Dolce velluto del Vallese

Attualità Da Migros trovate le deliziose albicocche vallesane. Tante varietà per un frutto simbolo di qualità svizzera, rinfrescante e utile per il sistema immunitario

Fiorisce per prima, dunque del Vallese non poteva che esserne… regina! L’albicocca non a caso i romani la chiamavano praecocium, cioè precoce. La sua è una storia millenaria che inizia ovviamente in Asia, in Cina (Manciuria), passa dal bacino mediterraneo, in particolare dall’Armenia – da qui il suo nome scientifico prunus armeniaca – poi da Siria e dalla Turchia, da dove è stata importata dai romani in Italia. Arriverà in Francia nel 15° secolo e finalmente in Svizzera, sulle rive del Rodano tra Sierre e Martigny, nella seconda metà dell’Ottocento. Oggi troviamo alberi di albicocche anche in California, Sud Africa e Australia. Pare che dobbiamo la presenza nel nostro paese della «Luizet», la varietà più diffusa fino agli anni Ottanta tra giugno e agosto, a un religioso con la passione per la botanica che, nella regione di Lione, iniziò a coltivarla, giungendo in Vallese grazie a un viaggiatore. Nel cantone ci sono coltivatori con alberi vecchi di 200 anni e ancora fruttiferi, e si contano quasi 700 ettari di frutteti, 150 produttori che dagli anni ’90 hanno diversificato la produzione con decine di varietà (precoci e tardive), la quale è capace di soddisfare la metà del consumo nazionale.

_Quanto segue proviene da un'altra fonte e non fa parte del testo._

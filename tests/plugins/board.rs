use boardstack::core::db;
use boardstack::core::error::BoardstackError;
use boardstack::core::schemas;
use boardstack::core::store::Store;
use boardstack::plugins::board::{
    BoardStore, CardUpdate, Labels, NewBoard, NewCard, NewUser, Priority, Role, hash_password,
};
use tempfile::tempdir;

fn new_user(email: &str, username: &str) -> NewUser {
    NewUser {
        email: email.to_string(),
        username: username.to_string(),
        full_name: None,
        hashed_password: hash_password("pw").unwrap(),
        is_superuser: false,
    }
}

fn open(dir: &std::path::Path) -> BoardStore {
    BoardStore::open(&Store::new(dir)).expect("open store")
}

#[test]
fn user_emails_and_usernames_are_unique() {
    let tmp = tempdir().unwrap();
    let boards = open(tmp.path());

    boards.create_user(&new_user("a@x.io", "alice")).unwrap();
    let dup_email = boards.create_user(&new_user("a@x.io", "alice2")).unwrap_err();
    assert!(dup_email.is_constraint(), "{dup_email}");
    let dup_name = boards.create_user(&new_user("b@x.io", "alice")).unwrap_err();
    assert!(dup_name.is_constraint(), "{dup_name}");

    assert_eq!(boards.list_users(false).unwrap().len(), 1);
}

#[test]
fn invalid_values_never_reach_the_store() {
    let tmp = tempdir().unwrap();
    let boards = open(tmp.path());

    let err = boards.create_user(&new_user("not-an-email", "bob")).unwrap_err();
    assert!(matches!(err, BoardstackError::ValidationError(_)));

    let owner = boards.create_user(&new_user("o@x.io", "owner")).unwrap();
    let err = boards
        .create_board(&NewBoard {
            title: "B".into(),
            owner_id: owner.id.clone(),
            background_color: Some("red".into()),
            ..Default::default()
        })
        .unwrap_err();
    assert!(matches!(err, BoardstackError::ValidationError(_)));
    assert!(boards.list_boards(None).unwrap().is_empty());
}

#[test]
fn deleting_a_user_cascades_to_boards_lists_and_cards() {
    let tmp = tempdir().unwrap();
    let boards = open(tmp.path());

    let owner = boards.create_user(&new_user("owner@x.io", "owner")).unwrap();
    let other = boards.create_user(&new_user("other@x.io", "other")).unwrap();
    let board = boards
        .create_board(&NewBoard {
            title: "Roadmap".into(),
            owner_id: owner.id.clone(),
            ..Default::default()
        })
        .unwrap();
    boards.add_member(&board.id, &other.id, Role::Member).unwrap();
    let list = boards.create_list(&board.id, "To Do", None).unwrap();
    let card = boards
        .create_card(&NewCard {
            title: "Ship it".into(),
            list_id: list.id.clone(),
            ..Default::default()
        })
        .unwrap();
    boards.assign_card(&card.id, &other.id).unwrap();

    boards.delete_user(&owner.id).unwrap();

    assert!(boards.list_boards(None).unwrap().is_empty());
    assert!(boards.list_lists(&board.id).unwrap().is_empty());
    assert!(boards.get_card(&card.id).unwrap().is_none());

    let conn = db::db_connect(&Store::new(tmp.path()).board_db().to_string_lossy()).unwrap();
    for table in ["board_members", "card_assignments"] {
        let n: i64 = conn
            .query_row(&format!("SELECT COUNT(*) FROM {}", table), [], |r| r.get(0))
            .unwrap();
        assert_eq!(n, 0, "{table} should be empty after cascade");
    }
    assert!(boards.get_user_by_email("other@x.io").unwrap().is_some());
}

#[test]
fn duplicate_membership_is_rejected() {
    let tmp = tempdir().unwrap();
    let boards = open(tmp.path());

    let owner = boards.create_user(&new_user("owner@x.io", "owner")).unwrap();
    let member = boards.create_user(&new_user("m@x.io", "member")).unwrap();
    let board = boards
        .create_board(&NewBoard {
            title: "Team".into(),
            owner_id: owner.id.clone(),
            ..Default::default()
        })
        .unwrap();

    // The owner row exists from creation.
    let err = boards.add_member(&board.id, &owner.id, Role::Admin).unwrap_err();
    assert!(err.is_constraint());

    boards.add_member(&board.id, &member.id, Role::Viewer).unwrap();
    let err = boards.add_member(&board.id, &member.id, Role::Member).unwrap_err();
    assert!(err.is_constraint());

    let members = boards.list_members(&board.id).unwrap();
    assert_eq!(members.len(), 2);
    assert!(members.iter().any(|m| m.user_id == owner.id && m.role == Role::Owner));
}

#[test]
fn duplicate_assignment_is_rejected() {
    let tmp = tempdir().unwrap();
    let boards = open(tmp.path());

    let owner = boards.create_user(&new_user("owner@x.io", "owner")).unwrap();
    let board = boards
        .create_board(&NewBoard {
            title: "B".into(),
            owner_id: owner.id.clone(),
            ..Default::default()
        })
        .unwrap();
    let list = boards.create_list(&board.id, "L", None).unwrap();
    let card = boards
        .create_card(&NewCard {
            title: "C".into(),
            list_id: list.id.clone(),
            ..Default::default()
        })
        .unwrap();

    boards.assign_card(&card.id, &owner.id).unwrap();
    assert!(boards.assign_card(&card.id, &owner.id).unwrap_err().is_constraint());
}

#[test]
fn updated_at_is_maintained_by_the_store() {
    let tmp = tempdir().unwrap();
    let store = Store::new(tmp.path());
    let boards = BoardStore::open(&store).unwrap();

    let owner = boards.create_user(&new_user("owner@x.io", "owner")).unwrap();
    let board = boards
        .create_board(&NewBoard {
            title: "Before".into(),
            owner_id: owner.id.clone(),
            ..Default::default()
        })
        .unwrap();

    // A write that supplies its own timestamp is stamped over all the same.
    let conn = db::db_connect(&store.board_db().to_string_lossy()).unwrap();
    for table in ["users", "boards"] {
        conn.execute(
            &format!(
                "UPDATE {} SET updated_at = '1999-01-01T00:00:00.000Z' WHERE id = ?1",
                table
            ),
            [if table == "users" { &owner.id } else { &board.id }],
        )
        .unwrap();
    }
    drop(conn);

    let user = boards.get_user_by_email("owner@x.io").unwrap().unwrap();
    assert_ne!(user.updated_at, "1999-01-01T00:00:00.000Z");
    assert!(user.updated_at >= owner.updated_at);

    let renamed = boards.rename_board(&board.id, "After").unwrap();
    assert_eq!(renamed.title, "After");
    assert_ne!(renamed.updated_at, "1999-01-01T00:00:00.000Z");
    assert!(renamed.updated_at >= board.updated_at);
    assert_eq!(renamed.created_at, board.created_at);
}

#[test]
fn older_schema_triggers_are_replaced_on_upgrade() {
    let tmp = tempdir().unwrap();
    let conn = db::db_connect(&tmp.path().join("board.db").to_string_lossy()).unwrap();
    conn.execute_batch(&schemas::sqlite_schema()).unwrap();
    conn.execute_batch(
        "DROP TRIGGER trg_users_updated_at;
         CREATE TRIGGER trg_users_updated_at AFTER UPDATE ON users
         FOR EACH ROW WHEN NEW.updated_at = OLD.updated_at
         BEGIN
             UPDATE users SET updated_at = strftime('%Y-%m-%dT%H:%M:%fZ', 'now') WHERE id = NEW.id;
         END;
         PRAGMA user_version = 1;",
    )
    .unwrap();

    db::apply_schema(&conn).unwrap();
    assert_eq!(db::schema_version(&conn).unwrap(), schemas::BOARD_SCHEMA_VERSION);
    let sql: String = conn
        .query_row(
            "SELECT sql FROM sqlite_master WHERE name = 'trg_users_updated_at'",
            [],
            |r| r.get(0),
        )
        .unwrap();
    assert!(!sql.contains("WHEN"), "{sql}");
}

#[test]
fn cards_keep_priority_labels_and_move_between_lists() {
    let tmp = tempdir().unwrap();
    let boards = open(tmp.path());

    let owner = boards.create_user(&new_user("owner@x.io", "owner")).unwrap();
    let board = boards
        .create_board(&NewBoard {
            title: "Flow".into(),
            owner_id: owner.id.clone(),
            ..Default::default()
        })
        .unwrap();
    assert_eq!(board.background_color, "#0079bf");

    let todo = boards.create_list(&board.id, "To Do", None).unwrap();
    let done = boards.create_list(&board.id, "Done", None).unwrap();
    assert_eq!((todo.position, done.position), (0, 1));

    let mut ids = Vec::new();
    for title in ["a", "b", "c"] {
        let card = boards
            .create_card(&NewCard {
                title: title.into(),
                list_id: todo.id.clone(),
                priority: Priority::High,
                labels: Labels::new(["bug", "ui"]).unwrap(),
                ..Default::default()
            })
            .unwrap();
        ids.push(card.id);
    }

    let first = boards.get_card(&ids[0]).unwrap().unwrap();
    assert_eq!(first.priority, Priority::High);
    assert_eq!(first.labels.as_slice(), ["bug", "ui"]);

    let moved = boards.move_card(&ids[0], &done.id, 5).unwrap();
    assert_eq!(moved.list_id, done.id);
    assert_eq!(moved.position, 0);

    let remaining: Vec<(String, i64)> = boards
        .list_cards(&todo.id)
        .unwrap()
        .into_iter()
        .map(|c| (c.title, c.position))
        .collect();
    assert_eq!(remaining, vec![("b".to_string(), 0), ("c".to_string(), 1)]);

    let updated = boards
        .update_card(
            &ids[1],
            &CardUpdate {
                priority: Some(Priority::Urgent),
                due_date: Some("2030-01-15".into()),
                labels: Some(Labels::default()),
                ..Default::default()
            },
        )
        .unwrap();
    assert_eq!(updated.priority, Priority::Urgent);
    assert_eq!(updated.due_date.as_deref(), Some("2030-01-15"));
    assert!(updated.labels.is_empty());
    assert_eq!(updated.title, "b");

    let err = boards.update_card(&ids[1], &CardUpdate::default()).unwrap_err();
    assert!(matches!(err, BoardstackError::ValidationError(_)));

    let described = boards
        .update_card(
            &ids[1],
            &CardUpdate {
                description: Some("details".into()),
                ..Default::default()
            },
        )
        .unwrap();
    assert_eq!(described.description.as_deref(), Some("details"));
    let cleared = boards
        .update_card(
            &ids[1],
            &CardUpdate {
                clear_description: true,
                clear_due_date: true,
                ..Default::default()
            },
        )
        .unwrap();
    assert_eq!(cleared.description, None);
    assert_eq!(cleared.due_date, None);
    assert_eq!(cleared.priority, Priority::Urgent);

    let err = boards
        .update_card(
            &ids[1],
            &CardUpdate {
                description: Some("x".into()),
                clear_description: true,
                ..Default::default()
            },
        )
        .unwrap_err();
    assert!(matches!(err, BoardstackError::ValidationError(_)));

    let summary = boards.board_summary(&board.id).unwrap();
    assert_eq!((summary.lists, summary.cards, summary.members), (2, 3, 1));
}

#[test]
fn missing_rows_are_not_found() {
    let tmp = tempdir().unwrap();
    let boards = open(tmp.path());

    assert!(matches!(
        boards.delete_user("nope").unwrap_err(),
        BoardstackError::NotFound(_)
    ));
    assert!(matches!(
        boards.rename_board("nope", "x").unwrap_err(),
        BoardstackError::NotFound(_)
    ));
    assert!(matches!(
        boards.move_card("nope", "nope", 0).unwrap_err(),
        BoardstackError::NotFound(_)
    ));
    assert!(matches!(
        boards.board_summary("nope").unwrap_err(),
        BoardstackError::NotFound(_)
    ));
}

#[test]
fn deactivated_users_drop_out_of_active_listing() {
    let tmp = tempdir().unwrap();
    let boards = open(tmp.path());

    let a = boards.create_user(&new_user("a@x.io", "alice")).unwrap();
    boards.create_user(&new_user("b@x.io", "bob")).unwrap();

    let deactivated = boards.deactivate_user(&a.id).unwrap();
    assert!(!deactivated.is_active);
    assert_eq!(boards.list_users(true).unwrap().len(), 1);
    assert_eq!(boards.list_users(false).unwrap().len(), 2);
}

#[test]
fn store_operations_are_audited() {
    let tmp = tempdir().unwrap();
    let boards = open(tmp.path()).with_actor("tester");
    boards.create_user(&new_user("a@x.io", "alice")).unwrap();
    let _ = boards.create_user(&new_user("a@x.io", "alice"));

    let events = boardstack::core::broker::read_audit_log(tmp.path()).unwrap();
    let creates: Vec<_> = events
        .iter()
        .filter(|e| e.op == "board.user.create" && e.actor == "tester")
        .collect();
    assert_eq!(creates.len(), 2);
    assert_eq!(creates[0].status, "success");
    assert_eq!(creates[1].status, "error");
    assert!(creates[1].error.is_some());
}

Ma perché mai proprio il Vallese? Benché sia la regione più settentrionale d’Europa per la sua coltivazione, qui c’è un microclima secco e molto soleggiato, poca grandine e un’ottima irrigazione grazie ai famosi e antichi canali vallesani (bisses). Ciò fa sì che tutta la sponda sinistra del Rodano sia riservata a questo frutto: esposta a nord ritarda la fioritura e previene il gelo. Ecco perché il 96% delle albicocche svizzere è vallesano. Con quel suo inconfondibile colore tra il rosso e l’arancione, la sua buccia come velluto, il sapore dolce-acidulo, l’albicocca è profumata, rinfrescante, povera di calorie, ricca di vitamine, in particolare dell’antiossidante betacarotene che fa molto bene alla pelle, ma soprattutto utile al sistema immunitario perché aumenta le difese del nostro corpo. Che la si gusti al naturale o per altre ricette (crostate, sorbetti, marmellate, succhi ecc.), poco importa: l’albicocca è un raggio di sole in più che allieta la nostra estate! Infine il «marchio Vallese» è garanzia di qualità e di freschezza. In primavera i fiori vengono sfoltiti per poter cogliere il frutto nel momento giusto, ma soprattutto passa dall’albero ai rivenditori al massimo in un paio di giorni. Quando si dice… dal coltivatore direttamente al consumatore!